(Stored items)
>>

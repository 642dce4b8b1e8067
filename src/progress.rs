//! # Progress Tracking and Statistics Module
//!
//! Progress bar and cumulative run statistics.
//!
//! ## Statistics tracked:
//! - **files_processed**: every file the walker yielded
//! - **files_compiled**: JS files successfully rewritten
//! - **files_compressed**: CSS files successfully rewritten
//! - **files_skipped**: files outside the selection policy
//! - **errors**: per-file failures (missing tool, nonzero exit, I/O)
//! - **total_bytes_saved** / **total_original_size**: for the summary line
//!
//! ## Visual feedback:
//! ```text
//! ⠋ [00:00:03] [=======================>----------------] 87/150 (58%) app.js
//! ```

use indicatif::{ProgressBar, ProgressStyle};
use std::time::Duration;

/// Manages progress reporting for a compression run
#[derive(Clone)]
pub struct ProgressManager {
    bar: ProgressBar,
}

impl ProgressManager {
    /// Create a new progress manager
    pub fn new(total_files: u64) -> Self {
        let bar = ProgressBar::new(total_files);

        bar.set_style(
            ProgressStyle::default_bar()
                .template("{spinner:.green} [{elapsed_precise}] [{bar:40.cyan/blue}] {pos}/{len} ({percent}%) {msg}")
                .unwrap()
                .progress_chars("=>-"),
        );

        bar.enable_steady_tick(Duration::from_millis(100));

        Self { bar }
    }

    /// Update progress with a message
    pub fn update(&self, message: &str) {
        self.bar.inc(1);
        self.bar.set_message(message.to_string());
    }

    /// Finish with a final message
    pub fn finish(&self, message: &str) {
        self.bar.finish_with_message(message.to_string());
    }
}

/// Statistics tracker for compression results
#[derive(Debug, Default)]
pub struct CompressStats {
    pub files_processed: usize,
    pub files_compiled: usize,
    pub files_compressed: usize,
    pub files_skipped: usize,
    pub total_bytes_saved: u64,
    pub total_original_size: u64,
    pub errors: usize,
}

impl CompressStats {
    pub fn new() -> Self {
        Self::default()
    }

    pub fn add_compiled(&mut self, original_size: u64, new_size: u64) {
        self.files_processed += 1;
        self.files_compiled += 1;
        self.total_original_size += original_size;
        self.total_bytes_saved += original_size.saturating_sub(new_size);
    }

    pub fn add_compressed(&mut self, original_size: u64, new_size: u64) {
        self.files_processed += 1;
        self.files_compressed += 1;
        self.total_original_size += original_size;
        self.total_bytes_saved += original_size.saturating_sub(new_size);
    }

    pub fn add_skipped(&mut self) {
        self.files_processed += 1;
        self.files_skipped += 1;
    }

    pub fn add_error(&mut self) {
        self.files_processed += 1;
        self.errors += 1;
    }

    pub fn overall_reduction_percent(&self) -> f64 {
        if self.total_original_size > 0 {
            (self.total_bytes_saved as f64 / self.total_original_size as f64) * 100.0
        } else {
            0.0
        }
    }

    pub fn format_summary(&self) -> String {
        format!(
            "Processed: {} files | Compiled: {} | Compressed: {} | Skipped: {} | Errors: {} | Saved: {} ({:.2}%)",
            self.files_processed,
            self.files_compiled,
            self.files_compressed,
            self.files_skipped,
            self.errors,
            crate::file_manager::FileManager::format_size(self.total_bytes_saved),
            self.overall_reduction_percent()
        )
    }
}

<<

- **ABOUT THIS TASK**:
Nothing is to be left out: set down all the records again exactly.

- **COMPLETED TASK**:
repository 642dce4b8b1e8067
filename src/progress.rs
//! # Progress Tracking and Statistics Module
//!
//! Progress bar and cumulative run statistics.
//!
//! ## Statistics tracked:
//! - **files_processed**: every file the walker yielded
//! - **files_compiled**: JS files successfully rewritten
//! - **files_compressed**: CSS files successfully rewritten
//! - **files_skipped**: files outside the selection policy
//! - **errors**: per-file failures (missing tool, nonzero exit, I/O)
//! - **total_bytes_saved** / **total_original_size**: for the summary line
//!
//! ## Visual feedback:
//! ```text
//! ⠋ [00:00:03] [=======================>----------------] 87/150 (58%) app.js
//! ```

use indicatif::{ProgressBar, ProgressStyle};
use std::time::Duration;

/// Manages progress reporting for a compression run
#[derive(Clone)]
pub struct ProgressManager {
    bar: ProgressBar,
}

impl ProgressManager {
    /// Create a new progress manager
    pub fn new(total_files: u64) -> Self {
        let bar = ProgressBar::new(total_files);

        bar.set_style(
            ProgressStyle::default_bar()
                .template("{spinner:.green} [{elapsed_precise}] [{bar:40.cyan/blue}] {pos}/{len} ({percent}%) {msg}")
                .unwrap()
                .progress_chars("=>-"),
        );

        bar.enable_steady_tick(Duration::from_millis(100));

        Self { bar }
    }

    /// Update progress with a message
    pub fn update(&self, message: &str) {
        self.bar.inc(1);
        self.bar.set_message(message.to_string());
    }

    /// Finish with a final message
    pub fn finish(&self, message: &str) {
        self.bar.finish_with_message(message.to_string());
    }
}

/// Statistics tracker for compression results
#[derive(Debug, Default)]
pub struct CompressStats {
    pub files_processed: usize,
    pub files_compiled: usize,
    pub files_compressed: usize,
    pub files_skipped: usize,
    pub total_bytes_saved: u64,
    pub total_original_size: u64,
    pub errors: usize,
}

impl CompressStats {
    pub fn new() -> Self {
        Self::default()
    }

    pub fn add_compiled(&mut self, original_size: u64, new_size: u64) {
        self.files_processed += 1;
        self.files_compiled += 1;
        self.total_original_size += original_size;
        self.total_bytes_saved += original_size.saturating_sub(new_size);
    }

    pub fn add_compressed(&mut self, original_size: u64, new_size: u64) {
        self.files_processed += 1;
        self.files_compressed += 1;
        self.total_original_size += original_size;
        self.total_bytes_saved += original_size.saturating_sub(new_size);
    }

    pub fn add_skipped(&mut self) {
        self.files_processed += 1;
        self.files_skipped += 1;
    }

    pub fn add_error(&mut self) {
        self.files_processed += 1;
        self.errors += 1;
    }

    pub fn overall_reduction_percent(&self) -> f64 {
        if self.total_original_size > 0 {
            (self.total_bytes_saved as f64 / self.total_original_size as f64) * 100.0
        } else {
            0.0
        }
    }

    pub fn format_summary(&self) -> String {
        format!(
            "Processed: {} files | Compiled: {} | Compressed: {} | Skipped: {} | Errors: {} | Saved: {} ({:.2}%)",
            self.files_processed,
            self.files_compiled,
            self.files_compressed,
            self.files_skipped,
            self.errors,
            crate::file_manager::FileManager::format_size(self.total_bytes_saved),
            self.overall_reduction_percent()
        )
    }
}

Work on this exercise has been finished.